Terry was born in the West Texas town of Sweetwater, 43
years ago. This was part of the land once claimed by the buffalo and
wolf, the Kiowas and Comanches, until half-wild cowboys drove wild cattle to
these broad plains. It was then that the buffalo and redman
disappeared. Their time here had passed. But cattle and cowboys
came and stayed.
Barbed wire and pickup trucks brought tamer breeds of
men and horses and cattle. But if one sees with an artist's eye -- the
eye of a painter such as Jack Terry -- cow country is always toward the
horizon, just around the bend in the river, there in the darkness beyond the
campfire's flickering glow. Far and wide, that west is still alive
when one just looks. And it is reflected on Terry's canvases.
Ranching and art are in Jack Terry's blood.
Both of his grandfathers were cowboys and ranchers. Jack absorbed
their stories of good horses and wlid cattle. It was his grandmother,
Etna Terry, who encourage him to draw and paint those images.
"My grandmother was a landscape artist for as lon gas I
can remember, and it fascinated me to watch her paint. When I was
nine, I entered a piece in the Scurry County Art Show and won an award.
That did it. I was hooked."
When you like what you're doing, it's not work, so
painting has never been work to Terry. After high school, in
preparation for the day he might have to get "a real job," he entered the
University of Texas, where he later graduated with a degree in advertising.

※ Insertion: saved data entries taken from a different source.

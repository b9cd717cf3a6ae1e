use aes::Aes256;
use base64::{Engine as _, engine::general_purpose};
use ctr::cipher::{KeyIvInit, StreamCipher};
use sha2::{Digest, Sha256};

use crate::CipherError;

type Aes256Ctr = ctr::Ctr128BE<Aes256>;

/// IV length prepended to every ciphertext.
pub const IV_LEN: usize = 16;

/// Encrypts `plaintext` with AES-256-CTR under `SHA-256(key)`.
///
/// The IV is random unless `iv_seed` is given, in which case it is
/// `MD5(iv_seed)` and the output is deterministic for the same inputs.
///
/// # Returns
/// `base64(IV ‖ ciphertext)`.
///
/// # Example
/// ```
/// use jwt_client_types::{decrypt, encrypt};
///
/// let sealed = encrypt("service-secret", "hello", None).unwrap();
/// assert_eq!(decrypt("service-secret", &sealed).unwrap(), "hello");
/// ```
pub fn encrypt(key: &str, plaintext: &str, iv_seed: Option<&str>) -> Result<String, CipherError> {
    if key.is_empty() {
        return Err(CipherError::NoEncryptKey);
    }
    if plaintext.is_empty() {
        return Err(CipherError::NoEncryptValue);
    }

    let iv: [u8; IV_LEN] = match iv_seed {
        Some(seed) => md5::compute(seed.as_bytes()).0,
        None => rand::random::<[u8; IV_LEN]>(),
    };

    let mut buffer = Vec::with_capacity(IV_LEN + plaintext.len());
    buffer.extend_from_slice(&iv);
    buffer.extend_from_slice(plaintext.as_bytes());

    let mut cipher = Aes256Ctr::new(&derive_key(key), &iv.into());
    cipher.apply_keystream(&mut buffer[IV_LEN..]);

    Ok(general_purpose::STANDARD.encode(buffer))
}

/// Decrypts output of [`encrypt`].
///
/// A wrong key does not fail here: CTR has no authentication, so the caller
/// gets garbage text and is expected to validate it (e.g. parse it as JSON).
pub fn decrypt(key: &str, encrypted: &str) -> Result<String, CipherError> {
    if key.is_empty() {
        return Err(CipherError::NoDecryptKey);
    }
    if encrypted.is_empty() {
        return Err(CipherError::NoDecryptValue);
    }

    let mut data = general_purpose::STANDARD
        .decode(encrypted.as_bytes())
        .map_err(|_| CipherError::MalformedPayload)?;
    if data.len() <= IV_LEN {
        return Err(CipherError::MalformedPayload);
    }

    let (iv, ciphertext) = data.split_at_mut(IV_LEN);
    let iv: [u8; IV_LEN] = iv.try_into().map_err(|_| CipherError::MalformedPayload)?;
    let mut cipher = Aes256Ctr::new(&derive_key(key), &iv.into());
    cipher.apply_keystream(ciphertext);

    Ok(String::from_utf8_lossy(ciphertext).into_owned())
}

fn derive_key(key: &str) -> aes::cipher::Key<Aes256> {
    Sha256::digest(key.as_bytes())
}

While attending school, he painted and sold his work through The Country
Store Gallery in Austin. It was there that he met the noted Western
artists Melvin Warren.
"He was a great inspiration to me. I studied his
work, and he was kind enough to give me pointers. Later, I
attended workshops that he and James Boren taught in Kerrville in connection
with the Cowboy Artists Association."
While in school, Terry also did day work on local
ranches. When he graduated, he knew that his calling was western art,
and he began painting full time. His friend, Larry Mason, was foreman
of the Head of the River Ranch, founded by noted Quarter Horse breeder Billy
Anson near San Angelo. Terry stayed there for a while and cowboyed and
painted. Perhaps that quiet time with horses and cattle and clear
sunrises and glorious sunsets actually got him on track for his art career.
He and his wife, Mary, now live on a small ranch
southwest of Kerrville, Texas, where they raise cattle and exotic deer.
Every day, Jack saddles one of his Quarter Horses and rides out across the
high hills and through the rough country to look over his stock and check
his fences and water troughs. It is in this solitude, when the hot sun
beats down on his shoulders or the winter wind whistles down his collar as
he rides at an easy jog, that visions crowd his mind and are carefully
stored away until they can be transferred to canvas. These quiet times
restore Terry's creative battery.
That charge must be a powerful one, for Jack is a
prolific artist and creates 30 to 40 oil paintings each year. "I sell
originals through several galleries... The Country Store Gallery, the
New Jackson-Kirkland Gallery in Santa Fe, and the Texas Art Gallery in
Dallas, Texas. 300 dealers across the country carry prints of my
paintings, and I make about 30 appearances each year at print signings."
Jack and Mary operate their own business -- Jack Terry
Fine Arts Publishing -- located on the ranch. They have nine
employees. Jack's studio is in their home, and the office is in a
separate building. Mary oversees the business end of the company.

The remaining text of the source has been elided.